We want people to speak well
of us because that’s the only way the church grows. Every church in every community tries to figure out how to become
better known, how to present itself in a way that stirs the curiosity of those
who don’t have a church home, perhaps even of those who have no faith
home. A lot of churches actively market
themselves on radio and television, in print ads and on the internet and in
other creative ways. We want to
publicize our good name. And we know
that most people who visit a church come because someone invites them. 80% of people in most churches (ours may be
an exception to this rule, because of our unique situation) . . . but in most
churches 80% of the membership is there because of friends. They come because someone speaks well of the
church.
I want people to speak well
of us. Why, then, would Jesus say,
“Woe to you when all speak well of you . . .”
I have known churches of
whom some did not speak well. Churches
who knew what it was like to be slandered and teed-off on and criticized. I know a church who called a woman to be a
pastor on its staff. She was the first
woman ever to serve that church. She
was warm, compassionate, gifted, well-trained, educated at a fine seminary. The city in which the church was located was
populated with very conservative congregations—congregations that believed that
the Bible is the timeless, inerrant words of God, congregations which claim to
pattern their very life on a literal interpretation of Scripture. It was
unheard of in that community for a woman to be serving a congregation as a
minister, so that when she came to that church the local newspaper did a
feature article on her. Her picture was
in the paper.
The week after that article
appeared the phone calls and the anonymous letters (of course anonymous—like
the KKK wearing white hoods over their faces)--the anonymous letters began to
arrive, often quoting scripture about how women should keep silent in
assemblies, always promising that she and the congregation that she served were
going straight to hell without passing go and without collecting $200
dollars. Not everyone spoke well of
that church.
I know a church that hosted
a city-wide conference on teenage pregnancy.
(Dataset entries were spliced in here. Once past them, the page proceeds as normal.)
//! Web session configuration

use secrecy::{ExposeSecret, SecretString};
use serde::Deserialize;
use std::time::Duration;

use super::error::ValidationError;

/// Minimum length of the cookie signing key.
const MIN_SECRET_LEN: usize = 32;

/// Web session configuration
#[derive(Debug, Clone, Deserialize)]
pub struct SessionConfig {
    /// Key used to sign session cookies (HMAC-SHA256)
    pub secret_key: SecretString,

    /// Name of the session cookie
    #[serde(default = "default_cookie_name")]
    pub cookie_name: String,

    /// How long an idle session is kept, in days
    #[serde(default = "default_lifetime_days")]
    pub lifetime_days: u64,

    /// Backend tokens expiring sooner than this are refreshed, in seconds
    #[serde(default = "default_refresh_window")]
    pub refresh_window_secs: u64,

    /// Mark the cookie `Secure` (HTTPS only)
    #[serde(default)]
    pub secure_cookie: bool,
}

impl SessionConfig {
    /// Create a configuration with defaults around the given signing key.
    pub fn new(secret_key: impl Into<String>) -> Self {
        Self {
            secret_key: SecretString::new(secret_key.into()),
            cookie_name: default_cookie_name(),
            lifetime_days: default_lifetime_days(),
            refresh_window_secs: default_refresh_window(),
            secure_cookie: false,
        }
    }

    /// Get the session lifetime as Duration
    pub fn lifetime(&self) -> Duration {
        Duration::from_secs(self.lifetime_days * 24 * 60 * 60)
    }

    /// Get the token refresh window as Duration
    pub fn refresh_window(&self) -> Duration {
        Duration::from_secs(self.refresh_window_secs)
    }

    /// Validate session configuration
    pub fn validate(&self) -> Result<(), ValidationError> {
        if self.secret_key.expose_secret().len() < MIN_SECRET_LEN {
            return Err(ValidationError::SessionSecretTooShort(MIN_SECRET_LEN));
        }
        if self.lifetime_days == 0 || self.lifetime_days > 90 {
            return Err(ValidationError::InvalidSessionLifetime);
        }
        if self.cookie_name.is_empty() {
            return Err(ValidationError::MissingRequired("SESSION_COOKIE_NAME"));
        }
        Ok(())
    }
}

fn default_cookie_name() -> String {
    "campus_share_session".to_string()
}

fn default_lifetime_days() -> u64 {
    7
}

fn default_refresh_window() -> u64 {
    120
}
Now this was not a conference for social workers and teachers and other
adults who were concerned about the problem of teenage pregnancy. This conference was for teenagers—for young
women who were at risk of becoming pregnant or contracting a sexually
transmitted disease. The conference was
widely publicized. Hundreds of kids
showed up. It was a remarkable event—an
event that may have made the difference in the life of one of the young women
who was present.
The media covered that event
and made mention of the fact that it was sponsored by a national organization
which supports a woman’s right to have an abortion. Now I know that is a sensitive subject over which Christians can
have honest differing ethical interpretations.
But the point here is that abortion was never mentioned in this
conference, not once. No literature was
distributed to these young women suggesting that abortion was a viable
alternative. The conference was about
pregnancy prevention and it told these young women that abstinence was the
safest and most effective and best way of not becoming pregnant. Period.
But the next Sunday morning,
during the morning services of worship while the preacher was preaching,
protesters in the congregation began to stand and to shout and to condemn that
congregation for hosting a conference sponsored by that organization. The harassment went on for months . . .
pickets outside the church every Sunday morning, disruption in the sanctuary
during the worship. Not everyone spoke
well of that church.
I mentioned last week that
there was a lot of publicity regarding the President’s wide-ranging interview
with Bill Hybel’s, pastor of the Willow Creek Community Church in Chicago. Hybels was one of four pastors who have
served as a spiritual accountability group for the president over the last two
years. In front of several thousand pastors and church leaders, the president
spoke openly about his moral flaws and personal weakness, and spiritual
struggles. Richard Mouw, an evangelical
church leader and social commentator reported in an online news article this
past week how his gut reaction to hearing that the president was going to be
there was very negative. He had already
given up on Bill Clinton, although he had at one time been impressed with his
grasp of the Bible and theological and spiritual issues from conversations that
they had had. He went on to describe
how the experience of being there for that 90-minute session changed his
perceptions. This isn’t a paid
political announcement; the point is to
report how Reverend Hybels told the conference prior to the president’s
arrival, that the church had received hundreds of mostly hostile faxes, e-mail
messages, and phone calls since word got out that the president had accepted
his invitation to a no-holds-barred interview.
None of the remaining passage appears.